On October 18, 2006, we announced that it had declared a cash distribution of $0.08 per share on the outstanding shares of its common stock. This distribution will be paid on November 17, 2006 to stockholders of record at the close of business on October 31, 2006.
Effective October 1, 2006, we entered into an agreement with a limited liability company formed as an insurance association captive (Captive), which is wholly owned by us and three other entities previously sponsored by Inland Real Estate Investment Corporation: Inland Retail Real Estate Trust, Inc., Inland Western Retail Real Estate Trust, Inc. and Inland American Real Estate Trust, Inc. Inland Risk & Insurance Management Services, Inc., an affiliate of The Inland Group, Inc., provides services to the Captive. The Captive was formed to more efficiently manage the respective insurance coverage of the members and the premiums associated with property casualty coverage. The Captive will annually oversee the purchase of one or more insurance policies from a third party insurer that cover properties of its members that will be acceptable to all members.
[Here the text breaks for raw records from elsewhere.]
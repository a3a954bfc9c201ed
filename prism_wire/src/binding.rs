//! Binding rules.
//!
//! A [`BindingRule`] maps an accessor retrieval `(accessor, instance?, type)`
//! to a [`Binding`]: the owner a wire is cached under and the implicit first
//! argument. The rule is a property of the accessor's *type*, so the
//! [`BindingRegistry`] resolves it once per `(type, has_instance)` and reuses
//! it.
//!
//! Resolution order:
//! 1. An override registered for the exact accessor type.
//! 2. The binding the accessor declares through [`Descriptor::binding`].
//! 3. A previously detected rule.
//! 4. Detection by experiment (unless disabled by [`BindingConfig`]).

use crate::callable::AccessorType;
use crate::config::BindingConfig;
use crate::error::{ConfigurationError, WireResult};
use crate::probe;
use dashmap::DashMap;
use parking_lot::RwLock;
use prism_runtime::{
    ClassRef, DeclaredBinding, Descriptor, FunctionObject, ObjectRef, PyObject, Value,
    concrete_type_id,
};
use rustc_hash::FxHashMap;
use std::any::TypeId;
use std::fmt;
use std::sync::Arc;
use std::sync::atomic::{AtomicU64, Ordering};
use tracing::debug;

// =============================================================================
// Binding
// =============================================================================

/// Outcome of applying a rule to one retrieval.
#[derive(Debug, Clone, Default)]
pub struct Binding {
    /// Object the wire is cached under. `None` falls back to the instance,
    /// then the type.
    pub owner: Option<Value>,
    /// Implicit first argument, if any.
    pub bound: Option<Value>,
}

impl Binding {
    /// The effective owner for a retrieval.
    pub fn owner_or(&self, instance: Option<&Value>, class: &ClassRef) -> Value {
        match (&self.owner, instance) {
            (Some(owner), _) => owner.clone(),
            (None, Some(instance)) => instance.clone(),
            (None, None) => Value::class(class),
        }
    }
}

/// Custom binder function.
pub type Binder = Arc<dyn Fn(&Value, Option<&Value>, &ClassRef) -> Binding + Send + Sync>;

/// Which reagent a delegated rule resolved to.
#[derive(Debug, Clone, Copy, PartialEq, Eq, Hash)]
pub enum DelegateTarget {
    /// The retrieved callable produced the instance.
    Instance,
    /// The retrieved callable produced the type.
    Type,
}

// =============================================================================
// Binding Rule
// =============================================================================

/// How an accessor type binds.
#[derive(Clone)]
pub enum BindingRule {
    /// No implicit argument; wires are cached on the type.
    NameOnly,
    /// The instance is both owner and first argument.
    InstanceBound,
    /// The type is both owner and first argument.
    TypeBound,
    /// Retrieval yields a callable that in turn produces the owner.
    Delegated(DelegateTarget),
    /// Explicitly registered binder.
    Custom(Binder),
}

impl BindingRule {
    /// Apply the rule to one retrieval.
    pub fn apply(&self, accessor: &Value, instance: Option<&Value>, class: &ClassRef) -> Binding {
        match self {
            BindingRule::NameOnly => Binding {
                owner: Some(Value::class(class)),
                bound: None,
            },
            BindingRule::InstanceBound | BindingRule::Delegated(DelegateTarget::Instance) => {
                Binding {
                    owner: instance.cloned(),
                    bound: instance.cloned(),
                }
            }
            BindingRule::TypeBound | BindingRule::Delegated(DelegateTarget::Type) => {
                let class = Value::class(class);
                Binding {
                    owner: Some(class.clone()),
                    bound: Some(class),
                }
            }
            BindingRule::Custom(binder) => binder(accessor, instance, class),
        }
    }

    /// Short name for diagnostics.
    pub fn name(&self) -> &'static str {
        match self {
            BindingRule::NameOnly => "name-only",
            BindingRule::InstanceBound => "instance-bound",
            BindingRule::TypeBound => "type-bound",
            BindingRule::Delegated(DelegateTarget::Instance) => "delegated instance-bound",
            BindingRule::Delegated(DelegateTarget::Type) => "delegated type-bound",
            BindingRule::Custom(_) => "custom",
        }
    }
}

impl From<DeclaredBinding> for BindingRule {
    fn from(declared: DeclaredBinding) -> Self {
        match declared {
            DeclaredBinding::Unbound => BindingRule::NameOnly,
            DeclaredBinding::Instance => BindingRule::InstanceBound,
            DeclaredBinding::Owner => BindingRule::TypeBound,
        }
    }
}

impl PartialEq for BindingRule {
    fn eq(&self, other: &Self) -> bool {
        match (self, other) {
            (BindingRule::NameOnly, BindingRule::NameOnly)
            | (BindingRule::InstanceBound, BindingRule::InstanceBound)
            | (BindingRule::TypeBound, BindingRule::TypeBound) => true,
            (BindingRule::Delegated(a), BindingRule::Delegated(b)) => a == b,
            (BindingRule::Custom(a), BindingRule::Custom(b)) => Arc::ptr_eq(a, b),
            _ => false,
        }
    }
}

impl fmt::Debug for BindingRule {
    fn fmt(&self, f: &mut fmt::Formatter<'_>) -> fmt::Result {
        match self {
            BindingRule::Delegated(target) => f.debug_tuple("Delegated").field(target).finish(),
            other => f.write_str(match other {
                BindingRule::NameOnly => "NameOnly",
                BindingRule::InstanceBound => "InstanceBound",
                BindingRule::TypeBound => "TypeBound",
                _ => "Custom",
            }),
        }
    }
}

// =============================================================================
// Binding Registry
// =============================================================================

/// Resolves and memoizes binding rules per accessor type.
///
/// Created by the application and shared by the ropes built from it. Safe
/// to use from many threads; concurrent first resolutions of the same type
/// may detect redundantly but always agree.
pub struct BindingRegistry {
    /// Rules registered by the application, keyed by exact type.
    overrides: RwLock<FxHashMap<TypeId, BindingRule>>,
    /// Detected rules per `(type, has_instance)`.
    detected: DashMap<(TypeId, bool), BindingRule>,
    /// Configuration.
    config: BindingConfig,
    /// Number of detections performed.
    detections: AtomicU64,
}

impl BindingRegistry {
    /// Create a registry with default configuration.
    pub fn new() -> Self {
        Self::with_config(BindingConfig::default())
    }

    /// Create a registry with custom configuration.
    pub fn with_config(config: BindingConfig) -> Self {
        Self {
            overrides: RwLock::new(FxHashMap::default()),
            detected: DashMap::new(),
            config,
            detections: AtomicU64::new(0),
        }
    }

    /// Get the configuration.
    #[inline]
    pub fn config(&self) -> &BindingConfig {
        &self.config
    }

    /// Register a rule for accessor type `T`, bypassing detection.
    pub fn register<T: PyObject>(&self, rule: BindingRule) {
        self.register_type(&AccessorType::of_type::<T>(), rule);
    }

    /// Register a rule for an accessor type.
    pub fn register_type(&self, accessor: &AccessorType, rule: BindingRule) {
        debug!(accessor = accessor.name(), rule = rule.name(), "registered binding rule");
        self.overrides.write().insert(accessor.id(), rule);
    }

    /// Register a binder function for accessor type `T`.
    pub fn register_binder<T, F>(&self, binder: F)
    where
        T: PyObject,
        F: Fn(&Value, Option<&Value>, &ClassRef) -> Binding + Send + Sync + 'static,
    {
        self.register::<T>(BindingRule::Custom(Arc::new(binder)));
    }

    /// Remove the override for an accessor type.
    pub fn unregister_type(&self, accessor: &AccessorType) -> Option<BindingRule> {
        self.overrides.write().remove(&accessor.id())
    }

    /// Number of detections performed so far.
    #[inline]
    pub fn detections(&self) -> u64 {
        self.detections.load(Ordering::Relaxed)
    }

    /// Resolve the rule for `accessor` retrieved with or without an instance.
    pub fn rule_for(&self, accessor: &Value, has_instance: bool) -> WireResult<BindingRule> {
        let obj = accessor
            .as_object()
            .ok_or_else(|| ConfigurationError::NotCallable {
                type_name: accessor.type_name().to_owned(),
            })?;
        let type_id = concrete_type_id(&**obj);

        if let Some(rule) = self.overrides.read().get(&type_id) {
            return Ok(rule.clone());
        }

        let Some(descriptor) = obj.as_descriptor() else {
            return Ok(BindingRule::NameOnly);
        };
        if let Some(declared) = descriptor.binding(has_instance) {
            return Ok(declared.into());
        }

        let key = (type_id, has_instance);
        if let Some(rule) = self.detected.get(&key) {
            return Ok(rule.clone());
        }

        if !self.config.auto_detect {
            return Err(ConfigurationError::UndetectableBinding {
                accessor: obj.type_name().to_owned(),
            }
            .into());
        }

        let rule = Self::detect(obj, descriptor, has_instance)?;
        self.detections.fetch_add(1, Ordering::Relaxed);
        debug!(
            accessor = obj.type_name(),
            has_instance,
            rule = rule.name(),
            "detected binding rule"
        );
        Ok(self.detected.entry(key).or_insert(rule).clone())
    }

    /// Resolve the rule and apply it.
    pub fn bind(
        &self,
        accessor: &Value,
        instance: Option<&Value>,
        class: &ClassRef,
    ) -> WireResult<Binding> {
        let rule = self.rule_for(accessor, instance.is_some())?;
        Ok(rule.apply(accessor, instance, class))
    }

    /// Rebuild the accessor around the marker, retrieve it against the
    /// reagent and classify what comes back.
    fn detect(
        obj: &ObjectRef,
        descriptor: &dyn Descriptor,
        has_instance: bool,
    ) -> WireResult<BindingRule> {
        let undetectable = || ConfigurationError::UndetectableBinding {
            accessor: obj.type_name().to_owned(),
        };
        let shadow = descriptor
            .rebuild(probe::marker().clone())
            .ok_or_else(undetectable)?;
        let shadow_descriptor = shadow.as_descriptor().ok_or_else(undetectable)?;

        let instance = has_instance.then(probe::reagent_instance);
        let class = probe::reagent_class();
        let class_value = Value::class(class);
        let reagent = |value: &Value| {
            if instance.is_some_and(|instance| value.is(instance)) {
                Some(DelegateTarget::Instance)
            } else if value.is(&class_value) {
                Some(DelegateTarget::Type)
            } else {
                None
            }
        };

        let method = shadow_descriptor.descr_get(&shadow, instance, class)?;
        if method.downcast_ref::<FunctionObject>().is_some() {
            return Ok(BindingRule::NameOnly);
        }
        match reagent(&method) {
            Some(DelegateTarget::Instance) => return Ok(BindingRule::InstanceBound),
            Some(DelegateTarget::Type) => return Ok(BindingRule::TypeBound),
            None => {}
        }
        if method.is_callable() {
            let produced = method.call(&[]).ok();
            return produced
                .as_ref()
                .and_then(reagent)
                .map(BindingRule::Delegated)
                .ok_or_else(|| undetectable().into());
        }
        if method.is(&Value::Object(shadow.clone())) {
            return Ok(BindingRule::NameOnly);
        }
        Err(undetectable().into())
    }
}

impl Default for BindingRegistry {
    fn default() -> Self {
        Self::new()
    }
}

impl fmt::Debug for BindingRegistry {
    fn fmt(&self, f: &mut fmt::Formatter<'_>) -> fmt::Result {
        f.debug_struct("BindingRegistry")
            .field("overrides", &self.overrides.read().len())
            .field("detected", &self.detected.len())
            .field("config", &self.config)
            .finish()
    }
}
Portions of these insurance policies agreed upon by all members will be funded or reimbursed by insurance policies purchased from the Captive by the members. The premium associated with the non-catastrophic property and casualty insurance policies purchased from the Captive will be divided amongst each of the members based upon a determination by a third-party, independent actuary of the losses, loss reserves and loss expenses that each member is expected to incur and a proportional allocation of associated operating costs. Each member initially contributed approximately $188 to the Captive in the form of a capital contribution. The Captive will use this capital to pay a portion of certain property and casualty losses and general liability losses suffered by a member under the policies purchased by the Captive subject to deductibles applicable to each occurrence. These losses will be paid by the Captive up to and including a certain dollar limit per occurrence, after which the losses are covered by the third party insurer. We are required to remain as a member of the Captive for a period of five years.
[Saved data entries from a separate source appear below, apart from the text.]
#[cfg(test)]
mod tests {
    use super::*;
    use crate::error::WireError;
    use prism_runtime::{BoundMethodObject, ClassRef, RuntimeResult};

    fn function(qualname: &str, params: &[&str]) -> Value {
        FunctionObject::new(qualname, params, |args| {
            Ok(args.first().cloned().unwrap_or(Value::None))
        })
        .into_value()
    }

    /// Descriptor that stores its callable under `function` and binds like a
    /// plain function.
    #[derive(Debug)]
    struct Traced {
        function: Value,
    }

    impl PyObject for Traced {
        fn type_name(&self) -> &str {
            "Traced"
        }

        fn getattr(&self, name: &str) -> Option<Value> {
            (name == "function").then(|| self.function.clone())
        }

        fn dir(&self) -> Vec<Arc<str>> {
            vec![Arc::from("function")]
        }

        fn as_descriptor(&self) -> Option<&dyn Descriptor> {
            Some(self)
        }
    }

    impl Descriptor for Traced {
        fn descr_get(
            &self,
            this: &ObjectRef,
            instance: Option<&Value>,
            _owner: &ClassRef,
        ) -> RuntimeResult<Value> {
            Ok(match instance {
                Some(instance) => {
                    Value::object(BoundMethodObject::new(self.function.clone(), instance.clone()))
                }
                None => Value::Object(this.clone()),
            })
        }

        fn rebuild(&self, inner: Value) -> Option<ObjectRef> {
            Some(Arc::new(Traced { function: inner }))
        }
    }

    /// Descriptor that hides its callable from `dir`.
    #[derive(Debug)]
    struct Secretive {
        hidden: Value,
    }

    impl PyObject for Secretive {
        fn type_name(&self) -> &str {
            "Secretive"
        }

        fn as_descriptor(&self) -> Option<&dyn Descriptor> {
            Some(self)
        }
    }

    impl Descriptor for Secretive {
        fn descr_get(
            &self,
            _this: &ObjectRef,
            _instance: Option<&Value>,
            _owner: &ClassRef,
        ) -> RuntimeResult<Value> {
            Ok(self.hidden.clone())
        }

        fn rebuild(&self, inner: Value) -> Option<ObjectRef> {
            Some(Arc::new(Secretive { hidden: inner }))
        }
    }

    /// Property-like descriptor outside the builtin `property` type.
    #[derive(Debug)]
    struct Lazy {
        fget: Value,
    }

    impl PyObject for Lazy {
        fn type_name(&self) -> &str {
            "Lazy"
        }

        fn getattr(&self, name: &str) -> Option<Value> {
            (name == "fget").then(|| self.fget.clone())
        }

        fn dir(&self) -> Vec<Arc<str>> {
            vec![Arc::from("fget")]
        }

        fn as_descriptor(&self) -> Option<&dyn Descriptor> {
            Some(self)
        }
    }

    impl Descriptor for Lazy {
        fn descr_get(
            &self,
            this: &ObjectRef,
            instance: Option<&Value>,
            _owner: &ClassRef,
        ) -> RuntimeResult<Value> {
            match instance {
                Some(instance) => self.fget.call(std::slice::from_ref(instance)),
                None => Ok(Value::Object(this.clone())),
            }
        }

        fn rebuild(&self, inner: Value) -> Option<ObjectRef> {
            Some(Arc::new(Lazy { fget: inner }))
        }
    }

    #[test]
    fn test_bare_function() {
        let callable = Callable::new(function("add", &["a", "b"])).unwrap();
        assert_eq!(callable.kind(), AccessorKind::BareFunction);
        assert!(callable.is_function_type());
        assert!(callable.is_barefunction());
        assert!(!callable.is_member());
        assert!(!callable.is_classmethod());
        assert!(!callable.is_descriptor());
        assert!(callable.wrapped_callable().is(callable.wrapped_object()));
    }

    #[test]
    fn test_nested_function_is_bare() {
        let callable = Callable::new(function("outer.<locals>.inner", &["x"])).unwrap();
        assert!(callable.is_barefunction());
    }

    #[test]
    fn test_instance_method() {
        let callable = Callable::new(function("C.method", &["self", "x"])).unwrap();
        assert_eq!(callable.kind(), AccessorKind::InstanceMethod);
        assert!(callable.is_member());
        assert!(callable.is_membermethod());
        assert!(!callable.is_classmethod());
        assert_eq!(&*callable.first_parameter().unwrap().name, "self");
    }

    #[test]
    fn test_classmethod() {
        let cm = Value::object(ClassMethod::new(function("C.make", &["cls"])));
        let callable = Callable::new(cm).unwrap();
        assert_eq!(callable.kind(), AccessorKind::ClassMethod);
        assert!(callable.is_descriptor());
        assert!(callable.is_classmethod());
        assert!(!callable.is_member());
        assert_eq!(callable.descriptor().unwrap().function_attr(), "__func__");
        assert_eq!(callable.name().as_deref(), Some("make"));
    }

    #[test]
    fn test_staticmethod_is_neither_class_bound_nor_member() {
        let sm = Value::object(StaticMethod::new(function("C.helper", &["x", "y"])));
        let callable = Callable::new(sm).unwrap();
        assert_eq!(callable.kind(), AccessorKind::StaticMethod);
        assert!(!callable.is_classmethod());
        assert!(!callable.is_member());
        assert!(!callable.is_membermethod());
        assert!(!callable.is_property());
    }

    #[test]
    fn test_builtin_property() {
        let prop = Value::object(Property::new(function("C.size", &["self"])));
        let callable = Callable::new(prop).unwrap();
        assert_eq!(callable.kind(), AccessorKind::Property);
        assert!(callable.is_builtin_property());
        assert!(callable.is_property());
        assert!(callable.is_member());
        assert!(!callable.is_membermethod());
        assert_eq!(callable.descriptor().unwrap().function_attr(), "fget");
    }

    #[test]
    fn test_bound_method() {
        let class = prism_runtime::PyClassObject::new_simple("C");
        let instance = Value::object(prism_runtime::PyInstance::new(&class));
        let bound = Value::object(BoundMethodObject::new(
            function("C.method", &["self"]),
            instance,
        ));
        let callable = Callable::new(bound).unwrap();
        assert_eq!(callable.kind(), AccessorKind::BoundMethod);
        assert!(callable.is_boundmethod());
        assert!(!callable.is_descriptor());
        assert!(!callable.is_membermethod());
    }

    #[test]
    fn test_custom_descriptor() {
        let traced = Value::object(Traced {
            function: function("C.work", &["self"]),
        });
        let callable = Callable::new(traced).unwrap();
        assert_eq!(callable.kind(), AccessorKind::CustomBound);
        assert!(callable.is_descriptor());
        assert!(callable.is_membermethod());
        assert_eq!(callable.descriptor().unwrap().function_attr(), "function");
        assert_eq!(callable.descriptor().unwrap().accessor_type().name(), "Traced");
    }

    #[test]
    fn test_custom_property_like_descriptor() {
        let lazy = Value::object(Lazy {
            fget: function("C.size", &["self"]),
        });
        let callable = Callable::new(lazy).unwrap();
        assert_eq!(callable.kind(), AccessorKind::Property);
        assert!(callable.is_property());
        assert!(!callable.is_builtin_property());
        assert!(!callable.is_boundmethod());
        assert_eq!(callable.descriptor().unwrap().function_attr(), "fget");
        assert_eq!(callable.name().as_deref(), Some("size"));
    }

    #[test]
    fn test_custom_descriptor_with_cls_is_classmethod() {
        let traced = Value::object(Traced {
            function: function("C.build", &["cls"]),
        });
        let callable = Callable::new(traced).unwrap();
        assert_eq!(callable.kind(), AccessorKind::ClassMethod);
    }

    #[test]
    fn test_malformed_descriptor_is_rejected() {
        let secretive = Value::object(Secretive {
            hidden: function("C.work", &["self"]),
        });
        let err = Callable::new(secretive).unwrap_err();
        assert!(matches!(
            err,
            WireError::Configuration(ConfigurationError::MissingFunctionAttribute { .. })
        ));
    }

    #[test]
    fn test_non_callable_is_rejected() {
        let err = Callable::new(Value::int(3)).unwrap_err();
        assert!(matches!(
            err,
            WireError::Configuration(ConfigurationError::NotCallable { .. })
        ));
    }

    #[test]
    fn test_accessor_type_identity() {
        let a = Value::object(ClassMethod::new(function("C.a", &["cls"])));
        let b = Value::object(ClassMethod::new(function("C.b", &["cls"])));
        let ta = AccessorType::of(&**a.as_object().unwrap());
        let tb = AccessorType::of(&**b.as_object().unwrap());
        assert_eq!(ta, tb);
        assert_eq!(ta, AccessorType::of_type::<ClassMethod>());
        assert_ne!(ta, AccessorType::of_type::<StaticMethod>());
    }
}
Effective October 10, 2006, we contributed Honey Creek Commons to our previously disclosed joint venture with Inland Real Estate Exchange Corporation. We purchased this property on January 11, 2006 for approximately $23,800 and subsequently paid approximately $2,600 in earnout payments. We are contributing the property to the joint venture at a price equal to our total purchase price less debt of approximately $16,000.
On October 26, 2006, we purchased Ravinia Plaza from an unaffiliated third party for $18,100. The acquisition was completed through our joint venture with NYSTRS. The purchase price was partially funded through an assumption of debt and the remaining purchase price was funded with cash and cash equivalents. The property is located in Orland Park, Illinois and contains 101,384 square feet of leasable area. Its major tenants are Borders Books & Music, Pier 1 Imports and Panera Bread.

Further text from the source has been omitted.